This is a systems engineering approach to manfacture, and this seems to
be your weakness in that you do not consider, or at least fully consider
the implications of your actions at a system level.
>At any rate, these are not problems. If you examine the SSI External Tank
>Study you will find lots of alternatives which solve these problems for
>far less than we are spending now.
Yea that is a STUDY. All of the original studies for space station were
cheap too. It is when you get into the hard part of detail design and
bending metal that you find out that you can study your heart out and
still not know how much your system will cost till you build it. Boeing
built here in Huntsville a flight hab module three years ago just to find
out what it really took to build one and how much it will actually cost.
Funny that it is work package I that is on time an in budget.
>
>>>Which is why the growth in logistics shuttle flights was called 'alarming'
>>>in an internal NASA briefing in early 89.
>
>>That alarm was silenced during the design of station three years ago.
>
>Granted but it was solved by Congress when they mandated the 89 redesign
>over the objections of Freedom managers. I'm gratified to see you agreeing
>with Congress on this Dennis.
>
As the Space News article shows, congresses direction is responsible for
a quick fix redesign that is now 1 billion dollars over budget. Funny how
good congress is at doing that to a program. It seems that in order to
placate congress the boys in Houston went off the deep end. Chalk up another
wonderful mess brought to you by a congress trying to design a Space Station.
>>To bring this up now that the problem has been largely solved is meaningless.
>
>Not quite. You see, the problems with Freedom by and large aren't technical,
>they're cultural.
>
>I know I have called NASA managers incompetent in the past but that
>isn't quite the correct word. The real problem is that these people
>work in an environment where the people with responsibility have no
>authority and the people with authority don't care if anything ever
>gets built (so long as funding continues). Each center wants to grab
>whatever they can and stop the other centers from getting anything.
>
>This is why McDac Space Systems is $1 billion over budget on Fred yet
>is performing awesomly on DCX. Nobody could ever expect a system like
>this to ever work.
>
>That culture still exist Dennis and IT is the problem.
>
You know something Allen, I am going to surprise you here and largely agree
with you. There are cultural problems but not for the reasons that you
state. The ones who are the problem in NASA are usually those with little
technical savvy and who have their jobs through politics and or through
deft manipulation of the bureacracy. These people exist in all companies,
organizations and governments. The are like a ball and chain to the ones
working for them and over them, your main problem is that you characterize
all of NASA as being this way. This is untrue.

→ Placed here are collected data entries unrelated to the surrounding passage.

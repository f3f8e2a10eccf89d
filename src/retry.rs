use std::collections::BTreeSet;
use std::sync::Arc;
use std::time::Duration;

use futures_util::FutureExt;
use http::{HeaderMap, Method};
use rand::RngExt;
use tracing::warn;

use crate::error::{Error, TransportErrorKind};
use crate::handler::Handler;
use crate::options::RequestOptions;
use crate::request::Request;
use crate::response::Response;
use crate::util::redact_uri_for_logs;

pub const IDEMPOTENCY_KEY_HEADER: &str = "idempotency-key";

pub type DelayFn = Arc<dyn Fn(usize) -> Duration + Send + Sync>;

/// Decides whether a finished attempt is tried again.
///
/// `retries` counts the retries already made, so it is 0 after the first
/// attempt. Exactly one of `response` and `error` is set.
pub trait RetryDecider: Send + Sync {
    fn should_retry(
        &self,
        retries: usize,
        request: &Request,
        response: Option<&Response>,
        error: Option<&Error>,
    ) -> bool;
}

impl<F> RetryDecider for F
where
    F: Fn(usize, &Request, Option<&Response>, Option<&Error>) -> bool + Send + Sync,
{
    fn should_retry(
        &self,
        retries: usize,
        request: &Request,
        response: Option<&Response>,
        error: Option<&Error>,
    ) -> bool {
        self(retries, request, response, error)
    }
}

/// Hard cap on retries, applied before the decider is asked.
#[derive(Clone, Copy, Debug, Default, PartialEq, Eq)]
pub enum RetryLimit {
    /// The decider alone decides.
    #[default]
    Unbounded,
    /// At most this many retries.
    Max(usize),
}

impl RetryLimit {
    fn allows(self, retries: usize) -> bool {
        match self {
            Self::Unbounded => true,
            Self::Max(max) => retries < max,
        }
    }
}

/// `2^(retries-1)` milliseconds; no wait before the first attempt.
pub fn exponential_delay(retries: usize) -> Duration {
    if retries == 0 {
        return Duration::ZERO;
    }
    let exponent = (retries - 1).min(63) as u32;
    Duration::from_millis(1_u64 << exponent)
}

pub struct RetryMiddleware {
    next: Handler,
    decider: Arc<dyn RetryDecider>,
    delay: DelayFn,
    limit: RetryLimit,
}

impl RetryMiddleware {
    pub fn new(
        next: Handler,
        decider: Arc<dyn RetryDecider>,
        delay: DelayFn,
        limit: RetryLimit,
    ) -> Self {
        Self {
            next,
            decider,
            delay,
            limit,
        }
    }

    pub fn into_handler(self) -> Handler {
        let middleware = Arc::new(self);
        Handler::new(move |request, options| {
            let middleware = Arc::clone(&middleware);
            async move { middleware.call(request, options).await }.boxed()
        })
    }

    /// Sends until the outcome is accepted. Each retry bumps
    /// `options.retries` and sets `options.delay` for the transport bridge.
    pub async fn call(
        &self,
        request: Request,
        mut options: RequestOptions,
    ) -> Result<Response, Error> {
        loop {
            let outcome = self.next.call(request.clone(), options.clone()).await;
            if let Err(error) = &outcome
                && error.is_machine_fault()
            {
                return outcome;
            }
            if !self.limit.allows(options.retries) {
                return outcome;
            }
            let (response, error) = match &outcome {
                Ok(response) => (Some(response), None),
                Err(error) => (None, Some(error)),
            };
            if !self
                .decider
                .should_retry(options.retries, &request, response, error)
            {
                return outcome;
            }

            options.retries += 1;
            let delay = (self.delay)(options.retries);
            options.delay = Some(delay);
            warn!(
                method = %request.method(),
                uri = %redact_uri_for_logs(&request.url()),
                retries = options.retries,
                delay_ms = delay.as_millis() as u64,
                status = response.map(Response::status_code),
                error = error.map(tracing::field::display),
                "retrying request"
            );
        }
    }
}

/// Status/transport-based retry rules with capped, jittered exponential
/// backoff. Only idempotent requests (or ones carrying an
/// `idempotency-key` header) are retried.
#[derive(Clone, Debug)]
pub struct RetryPolicy {
    max_attempts: usize,
    base_backoff: Duration,
    max_backoff: Duration,
    jitter_ratio: f64,
    retryable_status_codes: BTreeSet<u16>,
    retryable_transport_error_kinds: BTreeSet<TransportErrorKind>,
    retry_on_timeout: bool,
    retry_on_response_body_read_error: bool,
}

impl RetryPolicy {
    pub fn disabled() -> Self {
        Self {
            max_attempts: 1,
            jitter_ratio: 0.0,
            ..Self::standard()
        }
    }

    pub fn standard() -> Self {
        Self {
            max_attempts: 3,
            base_backoff: Duration::from_millis(200),
            max_backoff: Duration::from_secs(2),
            jitter_ratio: 0.2,
            retryable_status_codes: default_retryable_status_codes(),
            retryable_transport_error_kinds: default_retryable_transport_error_kinds(),
            retry_on_timeout: true,
            retry_on_response_body_read_error: true,
        }
    }

    pub fn max_attempts(mut self, max_attempts: usize) -> Self {
        self.max_attempts = max_attempts.max(1);
        self
    }

    pub fn base_backoff(mut self, base_backoff: Duration) -> Self {
        self.base_backoff = base_backoff.max(Duration::from_millis(1));
        if self.max_backoff < self.base_backoff {
            self.max_backoff = self.base_backoff;
        }
        self
    }

    pub fn max_backoff(mut self, max_backoff: Duration) -> Self {
        self.max_backoff = max_backoff.max(self.base_backoff);
        self
    }

    pub fn jitter_ratio(mut self, jitter_ratio: f64) -> Self {
        self.jitter_ratio = jitter_ratio.clamp(0.0, 1.0);
        self
    }

    pub fn retryable_status_codes(mut self, codes: impl IntoIterator<Item = u16>) -> Self {
        self.retryable_status_codes = codes.into_iter().collect();
        self
    }

    pub fn retryable_transport_error_kinds(
        mut self,
        kinds: impl IntoIterator<Item = TransportErrorKind>,
    ) -> Self {
        self.retryable_transport_error_kinds = kinds.into_iter().collect();
        self
    }

    pub fn retry_on_timeout(mut self, retry: bool) -> Self {
        self.retry_on_timeout = retry;
        self
    }

    pub fn retry_on_response_body_read_error(mut self, retry: bool) -> Self {
        self.retry_on_response_body_read_error = retry;
        self
    }

    pub fn configured_max_attempts(&self) -> usize {
        self.max_attempts
    }

    pub fn is_retryable_status(&self, status: u16) -> bool {
        self.retryable_status_codes.contains(&status)
    }

    fn is_retryable_error(&self, error: &Error) -> bool {
        match error {
            Error::Transport { kind, .. } => self.retryable_transport_error_kinds.contains(kind),
            Error::Timeout { .. } => self.retry_on_timeout,
            Error::ReadBody { .. } => self.retry_on_response_body_read_error,
            other => other
                .status()
                .is_some_and(|status| self.is_retryable_status(status)),
        }
    }

    pub fn backoff_for_retry(&self, retry_index: usize) -> Duration {
        let capped_exponent = retry_index.saturating_sub(1).min(31) as u32;
        let multiplier = 1_u128 << capped_exponent;
        let base_ms = self.base_backoff.as_millis().max(1);
        let max_ms = self.max_backoff.as_millis().max(base_ms);
        let delay_ms = base_ms
            .saturating_mul(multiplier)
            .min(max_ms)
            .min(u64::MAX as u128) as u64;
        self.apply_jitter(Duration::from_millis(delay_ms))
    }

    fn apply_jitter(&self, backoff: Duration) -> Duration {
        if self.jitter_ratio <= f64::EPSILON {
            return backoff;
        }

        let backoff_ms = backoff.as_millis().min(u64::MAX as u128) as u64;
        if backoff_ms <= 1 {
            return backoff;
        }
        let max_backoff_ms = self.max_backoff.as_millis().min(u64::MAX as u128) as u64;

        let jitter_span = ((backoff_ms as f64) * self.jitter_ratio).round().max(1.0) as u64;
        let low = backoff_ms.saturating_sub(jitter_span);
        let high = backoff_ms.saturating_add(jitter_span).max(low);
        let mut rng = rand::rng();
        let sampled_ms = rng.random_range(low..=high).min(max_backoff_ms.max(1));
        Duration::from_millis(sampled_ms)
    }
}

impl Default for RetryPolicy {
    fn default() -> Self {
        Self::standard()
    }
}

impl RetryDecider for RetryPolicy {
    fn should_retry(
        &self,
        retries: usize,
        request: &Request,
        response: Option<&Response>,
        error: Option<&Error>,
    ) -> bool {
        if retries + 1 >= self.max_attempts {
            return false;
        }
        if !request_supports_retry(request.method(), request.headers()) {
            return false;
        }
        match (response, error) {
            (Some(response), _) => self.is_retryable_status(response.status_code()),
            (None, Some(error)) => self.is_retryable_error(error),
            (None, None) => false,
        }
    }
}

fn default_retryable_status_codes() -> BTreeSet<u16> {
    [429_u16, 500, 502, 503, 504].into_iter().collect()
}

fn default_retryable_transport_error_kinds() -> BTreeSet<TransportErrorKind> {
    [
        TransportErrorKind::Dns,
        TransportErrorKind::Connect,
        TransportErrorKind::Read,
    ]
    .into_iter()
    .collect()
}

pub(crate) fn request_supports_retry(method: &Method, headers: &HeaderMap) -> bool {
    is_method_idempotent(method) || headers.get(IDEMPOTENCY_KEY_HEADER).is_some()
}

fn is_method_idempotent(method: &Method) -> bool {
    matches!(
        *method,
        Method::GET | Method::HEAD | Method::PUT | Method::DELETE | Method::OPTIONS | Method::TRACE
    )
}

For an example of this look at JPL. Those guys are to be admired. The
got off track out there. The were pushing billion dollar babies that became
so large that they simply could not fly throught he politics that it takes
to get a mission in the air. What has happened. I have seen a complet
change in the attitude of the JPL folks. They are now doing the discovery
missions many of which are truly awesome and relatively inexpensive too.
There are many other things that JPL is doing not only to survive but to
prosper. Point is they got off track and through the trauma of losing
CRAF they turned their act around and now are better than ever in my
opinion.
Hopefully this drastic medicine will not be needed for Station. Maybe some
major management overhauls such as are happening will suffice. This is
what got Marshall back on track after Challenger. Even Marshall has
signed on to doing theings better by the redesign of AXAF that is saving
a bundle and will still produce a great observatory.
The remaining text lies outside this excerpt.